Segment Start: DATA TO USE
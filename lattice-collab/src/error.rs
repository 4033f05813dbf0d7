//! Simulation errors.

use std::fmt;

use lattice_core::{LogError, PeerId};

/// Errors surfaced by the broker, peers and harness.
#[derive(Debug, Clone, PartialEq)]
pub enum SimError {
    /// A peer with this id is already registered
    DuplicateId(PeerId),
    /// No peer with this id is registered
    UnknownPeer(PeerId),
    /// The receiving peer's log rejected an update
    ApplyConflict { peer: PeerId, source: LogError },
    /// Peers whose snapshot differs from the reference peer
    Diverged { reference: PeerId, divergent: Vec<PeerId> },
    /// Harness peer index out of range
    PeerIndex(usize),
}

impl fmt::Display for SimError {
    fn fmt(&self, f: &mut fmt::Formatter<'_>) -> fmt::Result {
        match self {
            Self::DuplicateId(id) => write!(f, "Peer id already registered: {id}"),
            Self::UnknownPeer(id) => write!(f, "Unknown peer: {id}"),
            Self::ApplyConflict { peer, source } => {
                write!(f, "Peer {peer} rejected update: {source}")
            }
            Self::Diverged { reference, divergent } => {
                let ids: Vec<&str> = divergent.iter().map(PeerId::as_str).collect();
                write!(f, "Peers [{}] diverge from {reference}", ids.join(", "))
            }
            Self::PeerIndex(index) => write!(f, "No peer at index {index}"),
        }
    }
}

impl std::error::Error for SimError {
    fn source(&self) -> Option<&(dyn std::error::Error + 'static)> {
        match self {
            Self::ApplyConflict { source, .. } => Some(source),
            _ => None,
        }
    }
}
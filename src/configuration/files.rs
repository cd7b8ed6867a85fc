use std::path::PathBuf;

use serde::{Deserialize, Serialize};
use thiserror::Error;

use crate::configuration::{validate_language, validate_region, Configuration, ConfigurationError};
use crate::display::Display;
use crate::logging;

pub fn get_directory() -> Option<PathBuf> {
    dirs::config_dir().map(|mut d| {
        d.push("steam-pricer");
        d
    })
}

pub struct FSConfiguration<T: Configuration> {
    cfg: Option<MainConfiguration>,
    origin: String,
    default: T,
}

impl<T: Configuration> FSConfiguration<T> {
    pub fn new(cfg_file: Option<PathBuf>, default: T) -> Result<Self, MainConfigurationInitError> {
        let origin = match &cfg_file {
            Some(path) => format!("configuration file '{}'", path.to_display()),
            None => "configuration file".to_string(),
        };
        let cfg = MainConfiguration::from(cfg_file)?;
        Ok(FSConfiguration {
            cfg,
            origin,
            default,
        })
    }

    fn store(&self) -> Option<&StoreConfiguration> {
        self.cfg.as_ref().and_then(|cfg| cfg.store.as_ref())
    }
}

impl<T: Configuration> Configuration for FSConfiguration<T> {
    fn region(&self) -> Result<String, ConfigurationError> {
        if let Some(region) = self.store().and_then(|s| s.region.as_ref()) {
            return validate_region(region, &self.origin);
        }
        self.default.region()
    }

    fn language(&self) -> Result<String, ConfigurationError> {
        if let Some(language) = self.store().and_then(|s| s.language.as_ref()) {
            return validate_language(language, &self.origin);
        }
        self.default.language()
    }

    fn base_api_url(&self) -> Result<String, ConfigurationError> {
        if let Some(url) = self.store().and_then(|s| s.base_url.as_ref()) {
            return Ok(url.to_string());
        }
        self.default.base_api_url()
    }

    fn no_color(&self) -> Result<Option<bool>, ConfigurationError> {
        if let Some(cfg) = &self.cfg {
            if let Some(display) = &cfg.display {
                if let Some(no_color) = display.no_color {
                    return Ok(Some(no_color));
                }
            }
        }
        self.default.no_color()
    }
}

#[derive(Deserialize, Serialize, Debug)]
pub struct MainConfiguration {
    pub store: Option<StoreConfiguration>,
    pub display: Option<DisplayConfiguration>,
}

#[derive(Debug, Error)]
pub enum MainConfigurationInitError {
    #[error("Check existence of configuration file ({path}): {source}")]
    ExistenceCheck {
        path: String,
        source: std::io::Error,
    },
    #[error("Read configuration file ({path}): {source}")]
    ReadConfigurationFile {
        path: String,
        source: std::io::Error,
    },
    #[error("Could not deserialize configuration file ({path}): {source}")]
    ConfigurationFileDeserialization {
        path: String,
        source: toml::de::Error,
    },
}

impl MainConfiguration {
    fn from(path: Option<PathBuf>) -> Result<Option<Self>, MainConfigurationInitError> {
        let Some(path) = &path else {
            return Ok(None);
        };
        let exists =
            path.try_exists()
                .map_err(|source| MainConfigurationInitError::ExistenceCheck {
                    path: path.to_display(),
                    source,
                })?;
        if !exists {
            logging::trace!("No configuration file at {}", path.to_display());
            return Ok(None);
        }

        let content = std::fs::read_to_string(path).map_err(|source| {
            MainConfigurationInitError::ReadConfigurationFile {
                path: path.to_display(),
                source,
            }
        })?;
        let result: MainConfiguration = toml::from_str(&content).map_err(|source| {
            MainConfigurationInitError::ConfigurationFileDeserialization {
                path: path.to_display(),
                source,
            }
        })?;
        logging::debug!("Configuration loaded from {}", path.to_display());
        Ok(Some(result))
    }
}

#[derive(Deserialize, Serialize, Debug)]
pub struct StoreConfiguration {
    pub region: Option<String>,
    pub language: Option<String>,
    pub base_url: Option<String>,
}

#[derive(Deserialize, Serialize, Debug)]
pub struct DisplayConfiguration {
    pub no_color: Option<bool>,
}
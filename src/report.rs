use std::sync::Arc;

use colored::ColoredString;
use indicatif::ProgressBar;
use serde::Serialize;

use crate::display::Display;
use crate::fetcher::PriceFetcher;
use crate::logging::{Diagnostics, Level, Message, Stdout, Verbosity};
use crate::model::common::{Identified, Named};
use crate::model::prices::{AppId, FetchOutcome, Locale, Price, PriceRecord};

pub const DEFAULT_CURRENCY: &str = "EUR";

const SEPARATOR_WIDTH: usize = 50;

/// Result of one batch: the outcomes in input order, both totals and the rendered report.
///
/// Totals are exact sums of cents, so their two-decimal rendering never rounds.
#[derive(Debug, Clone, PartialEq, Serialize)]
pub struct Summary {
    pub entries: Vec<FetchOutcome>,
    pub total_original: Price,
    pub total_current: Price,
    pub currency: String,
    #[serde(skip)]
    pub text: String,
}

impl Message for Summary {
    fn standard(&self, _: Verbosity) -> ColoredString {
        ColoredString::from(self.text.trim_end())
    }
}

impl Stdout for Summary {}

pub struct PriceAggregator {
    fetcher: Arc<dyn PriceFetcher>,
    locale: Locale,
    diagnostics: Arc<dyn Diagnostics>,
    progress: ProgressBar,
}

impl PriceAggregator {
    pub fn new(
        fetcher: Arc<dyn PriceFetcher>,
        locale: Locale,
        diagnostics: Arc<dyn Diagnostics>,
    ) -> Self {
        Self {
            fetcher,
            locale,
            diagnostics,
            progress: ProgressBar::hidden(),
        }
    }

    pub fn with_progress(mut self, progress: ProgressBar) -> Self {
        self.progress = progress;
        self
    }

    /// Fetches every identifier in order and folds the outcomes into the report.
    ///
    /// Entries that are not plain decimal identifiers are skipped. A failed
    /// identifier only adds an error line; the batch always runs to the end.
    pub async fn summarize<S: AsRef<str>>(&self, identifiers: &[S]) -> Summary {
        let ids: Vec<AppId> = identifiers
            .iter()
            .filter_map(|line| {
                let id = AppId::parse_line(line.as_ref());
                if id.is_none() {
                    self.diagnostics.record(
                        Level::Trace,
                        &format!("Ignored input entry '{}'", line.as_ref()),
                    );
                }
                id
            })
            .collect();

        self.progress.set_length(ids.len() as u64);
        let mut entries = Vec::with_capacity(ids.len());
        for id in ids {
            self.progress.set_message(format!("AppID {}", id));
            entries.push(self.fetcher.fetch(id, &self.locale).await);
            self.progress.inc(1);
        }
        self.progress.finish_and_clear();

        let summary = Summary::from(entries);
        self.diagnostics.record(
            Level::Info,
            &format!(
                "{} identifier(s) processed, {} {} without discount, {} {} with discount",
                summary.entries.len(),
                summary.total_original.to_display(),
                summary.currency,
                summary.total_current.to_display(),
                summary.currency
            ),
        );
        summary
    }
}

impl From<Vec<FetchOutcome>> for Summary {
    fn from(entries: Vec<FetchOutcome>) -> Self {
        let mut total_original = Price::ZERO;
        let mut total_current = Price::ZERO;
        let mut currency = None;
        let mut text = String::new();

        for entry in &entries {
            match entry {
                FetchOutcome::Failed { id, message } => {
                    text += format!("AppID {}: error - {}\n", id, message).as_str();
                }
                FetchOutcome::Unpriced { title, id } => {
                    text += format!("{} (AppID {}): no price available\n", title, id).as_str();
                }
                FetchOutcome::Priced(record) => {
                    if currency.is_none() {
                        currency = record.currency.clone();
                    }
                    text += format!("\n🎮 {}\n", record.name()).as_str();
                    text += price_lines(record, "  ").as_str();
                    total_original = total_original + record.original;
                    total_current = total_current + record.current;

                    for add_on in &record.add_ons {
                        text += format!("    🧩 DLC - {}\n", add_on.name()).as_str();
                        text += price_lines(add_on, "      ").as_str();
                        total_original = total_original + add_on.original;
                        total_current = total_current + add_on.current;
                    }
                }
            }
        }

        let currency = currency.unwrap_or_else(|| DEFAULT_CURRENCY.to_string());
        text += format!("\n{}\n", "=".repeat(SEPARATOR_WIDTH)).as_str();
        text += format!(
            "💰 Total without discount: {} {}\n",
            total_original.to_display(),
            currency
        )
        .as_str();
        text += format!(
            "💸 Total with discount: {} {}\n",
            total_current.to_display(),
            currency
        )
        .as_str();

        Self {
            entries,
            total_original,
            total_current,
            currency,
            text,
        }
    }
}

impl Summary {
    pub fn priced_ids(&self) -> Vec<AppId> {
        self.entries
            .iter()
            .filter_map(|e| match e {
                FetchOutcome::Priced(record) => Some(record.id()),
                _ => None,
            })
            .collect()
    }
}

fn price_lines(record: &PriceRecord, indent: &str) -> String {
    let currency = record.currency.as_deref().unwrap_or(DEFAULT_CURRENCY);
    format!(
        "{indent}Original price: {} {currency}\n{indent}Current price: {} {currency} (-{}%)\n",
        record.original.to_display(),
        record.current.to_display(),
        record.discount_percent
    )
}
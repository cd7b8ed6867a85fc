use crate::api::storefront::DEFAULT_BASE_URL;
use crate::configuration::{Configuration, ConfigurationError};

pub struct DefaultConfiguration;

impl Configuration for DefaultConfiguration {
    fn region(&self) -> Result<String, ConfigurationError> {
        Ok("fr".to_string())
    }

    fn language(&self) -> Result<String, ConfigurationError> {
        Ok("fr".to_string())
    }

    fn base_api_url(&self) -> Result<String, ConfigurationError> {
        Ok(DEFAULT_BASE_URL.to_string())
    }

    fn no_color(&self) -> Result<Option<bool>, ConfigurationError> {
        Ok(None)
    }
}
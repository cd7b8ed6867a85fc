pub trait Identified<T> {
    fn id(&self) -> T;
}

pub trait Named {
    fn name(&self) -> String;
}
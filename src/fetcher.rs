use std::sync::Arc;

use async_trait::async_trait;
use thiserror::Error;

use crate::api::storefront::{AppData, AppDetails};
use crate::api::{APIError, AppDetailsLoader};
use crate::logging::{Diagnostics, Level};
use crate::model::common::Named;
use crate::model::prices::{AppId, FetchOutcome, Locale, Price, PriceRecord};

#[derive(Debug, Error)]
pub enum FetchError {
    #[error("AppID {id} not found or access denied")]
    NotFound { id: AppId },
    #[error("storefront response for AppID {id} has no data")]
    MissingData { id: AppId },
    #[error(transparent)]
    API(#[from] APIError),
}

/// Resolves the priced state of one identifier.
///
/// Never fails: every transport, parse or lookup problem is folded into
/// [`FetchOutcome::Failed`] so a batch can carry on with the next identifier.
#[async_trait]
pub trait PriceFetcher: Send + Sync {
    async fn fetch(&self, id: AppId, locale: &Locale) -> FetchOutcome;
}

pub struct Fetcher {
    loader: Arc<dyn AppDetailsLoader>,
    diagnostics: Arc<dyn Diagnostics>,
}

impl Fetcher {
    pub fn new(loader: Arc<dyn AppDetailsLoader>, diagnostics: Arc<dyn Diagnostics>) -> Self {
        Self {
            loader,
            diagnostics,
        }
    }

    async fn load(&self, id: AppId, locale: &Locale) -> Result<AppData, FetchError> {
        let details = self.loader.get_app_details(id, locale).await?;
        resolve(id, details)
    }

    async fn load_add_ons(&self, parent: &str, dlc: &[u64], locale: &Locale) -> Vec<PriceRecord> {
        if dlc.is_empty() {
            self.diagnostics
                .record(Level::Debug, &format!("No DLC for {}", parent));
            return Vec::new();
        }
        self.diagnostics.record(
            Level::Debug,
            &format!("{} DLC(s) found for {}", dlc.len(), parent),
        );

        let mut add_ons = Vec::new();
        for dlc_id in dlc.iter().copied().map(AppId::new) {
            // Unpriced and failed add-ons (usually delisted) stay out of the report.
            match self.load(dlc_id, locale).await {
                Ok(data) => match priced(dlc_id, &data) {
                    Some(record) => {
                        self.diagnostics
                            .record(Level::Debug, &format!("DLC added: {}", record.name()));
                        add_ons.push(record);
                    }
                    None => self.diagnostics.record(
                        Level::Debug,
                        &format!("DLC {} has no price (probably delisted)", dlc_id),
                    ),
                },
                Err(e) => self.diagnostics.record(
                    Level::Debug,
                    &format!("DLC {} of {} skipped: {}", dlc_id, parent, e),
                ),
            }
        }
        add_ons
    }
}

#[async_trait]
impl PriceFetcher for Fetcher {
    async fn fetch(&self, id: AppId, locale: &Locale) -> FetchOutcome {
        let data = match self.load(id, locale).await {
            Ok(data) => data,
            Err(e) => {
                self.diagnostics
                    .record(Level::Warn, &format!("AppID {}: {}", id, e));
                return FetchOutcome::Failed {
                    id,
                    message: e.to_string(),
                };
            }
        };
        self.diagnostics.record(
            Level::Debug,
            &format!("Fetched {} (AppID {})", data.name, id),
        );

        // An unpriced title carries no add-ons, so its DLC are not requested.
        let Some(record) = priced(id, &data) else {
            self.diagnostics
                .record(Level::Debug, &format!("No price found for {}", data.name));
            return FetchOutcome::Unpriced {
                title: data.name,
                id,
            };
        };

        let add_ons = self.load_add_ons(&data.name, &data.dlc, locale).await;
        FetchOutcome::Priced(record.with_add_ons(add_ons))
    }
}

fn resolve(id: AppId, details: AppDetails) -> Result<AppData, FetchError> {
    if !details.success {
        return Err(FetchError::NotFound { id });
    }
    details.data.ok_or(FetchError::MissingData { id })
}

fn priced(id: AppId, data: &AppData) -> Option<PriceRecord> {
    data.price_overview.as_ref().map(|p| {
        PriceRecord::new(
            id,
            &data.name,
            Price::from_cents(p.initial),
            Price::from_cents(p.final_price),
            p.discount_percent,
            p.currency.clone(),
        )
    })
}
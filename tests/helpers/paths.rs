use std::{path::PathBuf, str::FromStr};

pub fn get_project_root() -> PathBuf {
    let root_path = env!("CARGO_MANIFEST_DIR");
    PathBuf::from_str(root_path).unwrap()
}

pub fn get_integration_test_root() -> PathBuf {
    get_project_root().join("tests/")
}
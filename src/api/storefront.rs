use std::collections::HashMap;

use async_trait::async_trait;
use reqwest::Client;
use serde::Deserialize;
use thiserror::Error;
use url::Url;

use crate::logging;
use crate::model::prices::{AppId, Locale};

use super::{APIError, AppDetailsLoader};

pub const DEFAULT_BASE_URL: &str = "https://store.steampowered.com/";

const APP_DETAILS_PATH: &str = "api/appdetails";

#[derive(Debug, Error)]
pub enum StorefrontInitError {
    #[error("invalid storefront base URL '{url}': {source}")]
    InvalidBaseURL {
        url: String,
        source: url::ParseError,
    },
    #[error("could not initialize HTTP client: {source}")]
    HTTPClientInit { source: reqwest::Error },
}

/// Entry of the `appdetails` response, keyed by the requested identifier.
#[derive(Debug, Clone, PartialEq, Deserialize)]
pub struct AppDetails {
    pub success: bool,
    pub data: Option<AppData>,
}

#[derive(Debug, Clone, PartialEq, Deserialize)]
pub struct AppData {
    pub name: String,
    pub price_overview: Option<PriceOverview>,
    #[serde(default)]
    pub dlc: Vec<u64>,
}

/// Prices are integer cents, the discount an integer percentage.
#[derive(Debug, Clone, PartialEq, Deserialize)]
pub struct PriceOverview {
    pub currency: Option<String>,
    pub initial: u64,
    #[serde(rename = "final")]
    pub final_price: u64,
    pub discount_percent: u8,
}

pub struct StorefrontClient {
    client: Client,
    base_url: Url,
}

impl StorefrontClient {
    pub fn new(base_url: &str) -> Result<Self, StorefrontInitError> {
        let normalized = if base_url.ends_with('/') {
            base_url.to_string()
        } else {
            format!("{}/", base_url)
        };
        let base_url =
            Url::parse(&normalized).map_err(|source| StorefrontInitError::InvalidBaseURL {
                url: base_url.to_string(),
                source,
            })?;
        let client = Client::builder()
            .user_agent(concat!(env!("CARGO_PKG_NAME"), "/", env!("CARGO_PKG_VERSION")))
            .build()
            .map_err(|source| StorefrontInitError::HTTPClientInit { source })?;
        Ok(Self { client, base_url })
    }

    fn app_details_url(&self, id: AppId, locale: &Locale) -> Result<Url, APIError> {
        let mut url = self
            .base_url
            .join(APP_DETAILS_PATH)
            .map_err(|source| APIError::InvalidURL { id, source })?;
        url.query_pairs_mut()
            .append_pair("appids", &id.to_string())
            .append_pair("cc", &locale.region)
            .append_pair("l", &locale.language);
        Ok(url)
    }
}

#[async_trait]
impl AppDetailsLoader for StorefrontClient {
    async fn get_app_details(&self, id: AppId, locale: &Locale) -> Result<AppDetails, APIError> {
        let url = self.app_details_url(id, locale)?;
        logging::trace!("GET {}", url);

        let body = self
            .client
            .get(url.clone())
            .send()
            .await
            .and_then(|resp| resp.error_for_status())
            .map_err(|source| APIError::RequestFailure {
                url: url.to_string(),
                source,
            })?
            .text()
            .await
            .map_err(|source| APIError::RequestFailure {
                url: url.to_string(),
                source,
            })?;

        parse_app_details(id, &body)
    }
}

pub fn parse_app_details(id: AppId, body: &str) -> Result<AppDetails, APIError> {
    let mut entries: HashMap<String, AppDetails> =
        serde_json::from_str(body).map_err(|source| APIError::ParseFailure { id, source })?;
    entries
        .remove(&id.to_string())
        .ok_or(APIError::MissingEntry { id })
}

#[cfg(test)]
mod tests {
    use super::*;

    #[test]
    fn test_parse_priced_app() {
        let body = r#"{"440":{"success":true,"data":{
            "type":"game","name":"Team Fortress 2","steam_appid":440,
            "price_overview":{"currency":"EUR","initial":1999,"final":999,"discount_percent":50,
                "initial_formatted":"19,99€","final_formatted":"9,99€"},
            "dlc":[1001,1002]}}}"#;

        let got = parse_app_details(AppId::new(440), body).unwrap();

        assert_eq!(
            got,
            AppDetails {
                success: true,
                data: Some(AppData {
                    name: "Team Fortress 2".to_string(),
                    price_overview: Some(PriceOverview {
                        currency: Some("EUR".to_string()),
                        initial: 1999,
                        final_price: 999,
                        discount_percent: 50,
                    }),
                    dlc: vec![1001, 1002],
                }),
            }
        );
    }

    #[test]
    fn test_parse_app_without_price_nor_dlc() {
        let body = r#"{"570":{"success":true,"data":{"name":"Dota 2","is_free":true}}}"#;

        let got = parse_app_details(AppId::new(570), body).unwrap();

        let data = got.data.unwrap();
        assert_eq!(data.name, "Dota 2");
        assert_eq!(data.price_overview, None);
        assert!(data.dlc.is_empty());
    }

    #[test]
    fn test_parse_unsuccessful_app() {
        let got = parse_app_details(AppId::new(1), r#"{"1":{"success":false}}"#).unwrap();
        assert_eq!(
            got,
            AppDetails {
                success: false,
                data: None
            }
        );
    }

    #[test]
    fn test_parse_missing_entry() {
        let got = parse_app_details(AppId::new(2), r#"{"1":{"success":false}}"#);
        assert!(matches!(got, Err(APIError::MissingEntry { .. })));
    }

    #[test]
    fn test_parse_malformed_body() {
        let got = parse_app_details(AppId::new(2), "null");
        assert!(matches!(got, Err(APIError::ParseFailure { .. })));

        let got = parse_app_details(AppId::new(2), r#"{"2":{"success":true,"data":{}}}"#);
        assert!(matches!(got, Err(APIError::ParseFailure { .. })));
    }

    #[test]
    fn test_app_details_url() {
        let client = StorefrontClient::new("http://localhost:1234").unwrap();
        let url = client
            .app_details_url(AppId::new(440), &Locale::new("us", "english"))
            .unwrap();
        assert_eq!(
            url.as_str(),
            "http://localhost:1234/api/appdetails?appids=440&cc=us&l=english"
        );

        let client = StorefrontClient::new("http://localhost:1234/store/").unwrap();
        let url = client
            .app_details_url(AppId::new(10), &Locale::default())
            .unwrap();
        assert_eq!(
            url.as_str(),
            "http://localhost:1234/store/api/appdetails?appids=10&cc=fr&l=fr"
        );
    }

    #[test]
    fn test_invalid_base_url() {
        assert!(matches!(
            StorefrontClient::new("not an url"),
            Err(StorefrontInitError::InvalidBaseURL { .. })
        ));
    }
}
Segment End: DATA TO USE
§ **ASSIGNED TASK**
Quote the data above from the line containing "repository 4033f05813dbf0d7" to the line containing "the reference peer", inclusive, and stop.

§ **EXERCISE ANSWER**
repository 4033f05813dbf0d7
//! Simulation errors.

use std::fmt;

use lattice_core::{LogError, PeerId};

/// Errors surfaced by the broker, peers and harness.
#[derive(Debug, Clone, PartialEq)]
pub enum SimError {
    /// A peer with this id is already registered
    DuplicateId(PeerId),
    /// No peer with this id is registered
    UnknownPeer(PeerId),
    /// The receiving peer's log rejected an update
    ApplyConflict { peer: PeerId, source: LogError },
    /// Peers whose snapshot differs from the reference peer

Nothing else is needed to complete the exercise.